Work to be completed | Even if the data beneath seems repetitive, write it all out again exactly.

*** Extracted information ***

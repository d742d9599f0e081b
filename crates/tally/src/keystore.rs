//! Process-wide API key partition: valid keys vs blocked keys.
//!
//! Readers on request-handling threads take snapshot copies; the inbound
//! dispatcher is the single writer. A key is in at most one of the two
//! sets, and moves between them atomically under one write lock.

use std::collections::{HashMap, HashSet};
use std::sync::{PoisonError, RwLock};

use tallyproto::{mask_api_key, KeyStatus};
use tracing::{info, warn};

#[derive(Debug, Default)]
struct Partition {
    valid: HashSet<String>,
    /// Block reason keyed by blocked key; empty string when the broker
    /// sent none.
    blocked: HashMap<String, String>,
}

#[derive(Debug, Default)]
pub struct KeyStore {
    partition: RwLock<Partition>,
}

impl KeyStore {
    pub fn new() -> Self {
        Self::default()
    }

    /// Whether `key` is currently permitted. Keys never seen in an update
    /// fail closed.
    pub fn is_valid(&self, key: &str) -> bool {
        self.partition
            .read()
            .unwrap_or_else(PoisonError::into_inner)
            .valid
            .contains(key)
    }

    /// Snapshot of the valid set; the caller may mutate it freely.
    pub fn valid_keys(&self) -> HashSet<String> {
        self.partition
            .read()
            .unwrap_or_else(PoisonError::into_inner)
            .valid
            .clone()
    }

    /// Snapshot of the blocked set.
    pub fn blocked_keys(&self) -> HashSet<String> {
        self.partition
            .read()
            .unwrap_or_else(PoisonError::into_inner)
            .blocked
            .keys()
            .cloned()
            .collect()
    }

    /// The recorded reason for a blocked key, if it is blocked.
    pub fn blocked_reason(&self, key: &str) -> Option<String> {
        self.partition
            .read()
            .unwrap_or_else(PoisonError::into_inner)
            .blocked
            .get(key)
            .cloned()
    }

    /// Apply one broker-pushed status change. The sole mutator.
    pub fn apply_update(&self, key: &str, status: KeyStatus, reason: &str) {
        match status {
            KeyStatus::Blocked => {
                let mut partition = self
                    .partition
                    .write()
                    .unwrap_or_else(PoisonError::into_inner);
                partition.valid.remove(key);
                partition.blocked.insert(key.to_string(), reason.to_string());
                drop(partition);
                warn!("API key blocked: {} (reason: {})", mask_api_key(key), reason);
            }
            KeyStatus::Ok => {
                let mut partition = self
                    .partition
                    .write()
                    .unwrap_or_else(PoisonError::into_inner);
                partition.blocked.remove(key);
                partition.valid.insert(key.to_string());
                drop(partition);
                info!("API key allowed: {}", mask_api_key(key));
            }
            KeyStatus::Unknown => {
                warn!(
                    "ignoring key update with unrecognized status for {}",
                    mask_api_key(key)
                );
            }
        }
    }
}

*** End of Extracted information ***

Written response |
repository d742d9599f0e081b
filename crates/tally/src/keystore.rs
//! Process-wide API key partition: valid keys vs blocked keys.
//!
//! Readers on request-handling threads take snapshot copies; the inbound
//! dispatcher is the single writer. A key is in at most one of the two
//! sets, and moves between them atomically under one write lock.

use std::collections::{HashMap, HashSet};
use std::sync::{PoisonError, RwLock};

use tallyproto::{mask_api_key, KeyStatus};
use tracing::{info, warn};

#[derive(Debug, Default)]
struct Partition {
    valid: HashSet<String>,
    /// Block reason keyed by blocked key; empty string when the broker
    /// sent none.
    blocked: HashMap<String, String>,
}

#[derive(Debug, Default)]
pub struct KeyStore {
    partition: RwLock<Partition>,
}

impl KeyStore {
    pub fn new() -> Self {
        Self::default()
    }

    /// Whether `key` is currently permitted. Keys never seen in an update
    /// fail closed.
    pub fn is_valid(&self, key: &str) -> bool {
        self.partition
            .read()
            .unwrap_or_else(PoisonError::into_inner)
            .valid
            .contains(key)
    }

    /// Snapshot of the valid set; the caller may mutate it freely.
    pub fn valid_keys(&self) -> HashSet<String> {
        self.partition
            .read()
            .unwrap_or_else(PoisonError::into_inner)
            .valid
            .clone()
    }

    /// Snapshot of the blocked set.
    pub fn blocked_keys(&self) -> HashSet<String> {
        self.partition
            .read()
            .unwrap_or_else(PoisonError::into_inner)
            .blocked
            .keys()
            .cloned()
            .collect()
    }

    /// The recorded reason for a blocked key, if it is blocked.
    pub fn blocked_reason(&self, key: &str) -> Option<String> {
        self.partition
            .read()
            .unwrap_or_else(PoisonError::into_inner)
            .blocked
            .get(key)
            .cloned()
    }

    /// Apply one broker-pushed status change. The sole mutator.
    pub fn apply_update(&self, key: &str, status: KeyStatus, reason: &str) {
        match status {
            KeyStatus::Blocked => {
                let mut partition = self
                    .partition
                    .write()
                    .unwrap_or_else(PoisonError::into_inner);
                partition.valid.remove(key);
                partition.blocked.insert(key.to_string(), reason.to_string());
                drop(partition);
                warn!("API key blocked: {} (reason: {})", mask_api_key(key), reason);
            }
            KeyStatus::Ok => {
                let mut partition = self
                    .partition
                    .write()
                    .unwrap_or_else(PoisonError::into_inner);
                partition.blocked.remove(key);
                partition.valid.insert(key.to_string());
                drop(partition);
                info!("API key allowed: {}", mask_api_key(key));
            }
            KeyStatus::Unknown => {
                warn!(
                    "ignoring key update with unrecognized status for {}",
                    mask_api_key(key)
                );
            }
        }
    }
}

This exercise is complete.